We started and finished at El Ray Mexican Restaurant on the north side of Hwy 79 just west of Cole Grade Rd. A few of my other San Diego cycling pals also showed up for the ride. Dean, Neighborhood Cyclery's proprietor, gave a good pre-ride safety briefing before snapping a group photo and sent us on our way. I was quite curious to see how this climb would feel, as I hadn't done it in almost a year (and the weather was forecast to be slightly on the warm side... so there'll likely be bugs!).

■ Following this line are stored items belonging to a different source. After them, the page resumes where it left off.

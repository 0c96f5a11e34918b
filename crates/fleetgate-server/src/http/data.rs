use axum::Json;
use axum::extract::State;
use axum::http::StatusCode;
use serde::{Deserialize, Deserializer};

use super::Message;
use super::extract::{AuthenticatedCaller, JsonBody};
use crate::error::Result;
use crate::state::AppState;
use crate::telemetry::NewReading;

#[derive(Debug, Deserialize)]
pub struct ReadingBody {
    #[serde(deserialize_with = "number_or_numeric_string")]
    pub value: f64,
    pub name: String,
    pub unit: String,
    #[serde(default, alias = "time")]
    pub timestamp: Option<i64>,
}

/// Accept `11`, `11.5` or `"11.5"`.
fn number_or_numeric_string<'de, D: Deserializer<'de>>(
    deserializer: D,
) -> std::result::Result<f64, D::Error> {
    #[derive(Deserialize)]
    #[serde(untagged)]
    enum Raw {
        Number(f64),
        Text(String),
    }

    match Raw::deserialize(deserializer)? {
        Raw::Number(value) => Ok(value),
        Raw::Text(text) => text
            .trim()
            .parse()
            .map_err(|_| serde::de::Error::custom(format!("invalid number: {text:?}"))),
    }
}

impl From<ReadingBody> for NewReading {
    fn from(body: ReadingBody) -> Self {
        Self {
            value: body.value,
            name: body.name,
            unit: body.unit,
            timestamp: body.timestamp,
        }
    }
}

/// `POST /data`
pub async fn submit(
    State(state): State<AppState>,
    AuthenticatedCaller(caller): AuthenticatedCaller,
    JsonBody(body): JsonBody<ReadingBody>,
) -> Result<(StatusCode, Json<Message>)> {
    state.telemetry.submit(&caller, body.into()).await?;
    Ok((
        StatusCode::CREATED,
        Json(Message {
            message: "New data added successfully",
        }),
    ))
}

Hwy 79 east of Valley Center Rd had was re-surfaced not long ago, though, and we enjoyed the smooth tarmac as much as we could get... which wasn't much considering that the shoulder comes and goes and there isn't much room for bikes in between the rumble strip and the raised curb/brush/multiple fields of broken glass and other things.

This being on a Saturday, there were also quite a few motorcyclists enjoying the road.

Hugo, Teresita, and I made slow but steady progress up the long constant climb. Hugo had gained a lot of weight after 7 years in the wheelchair after falling off the 5th story of a building he was constructing, but had lost over 250 lbs of it since taking up cycling a few years ago. He was still carrying more on him than you'd expect of anyone attempting to pedal up Palomar Mtn the steep way, though.

Dean and his mom were manning the SAG wagons and it was always a treat to spot them as we would come around a blind curve (there are many blind curves on Hwy 79 and S6!).

I'm afraid Hugo popped his hip out of its socket as he got out of the saddle on the lower slope of Palomar South Grade Rd, which made pedaling on quite a pain in the behind for him (no pun intended). You've got to be a tough b*st%rd to keep turning the pedals around on the constant 6-9% grade road for 4 miles with a popped hip, though. I can't even imagine how he did it, but he made it to within a mile of the top before having to call it a day. Would have taken my helmet off for him, but I sort of needed it for a while longer yet.

Teresita and I caught up with a few other riders after we split from Hugo and even got to snap a good shot of Danielle, Dean's wife and co-owner of Neighborhood Cyclery, about 2 turns from the top.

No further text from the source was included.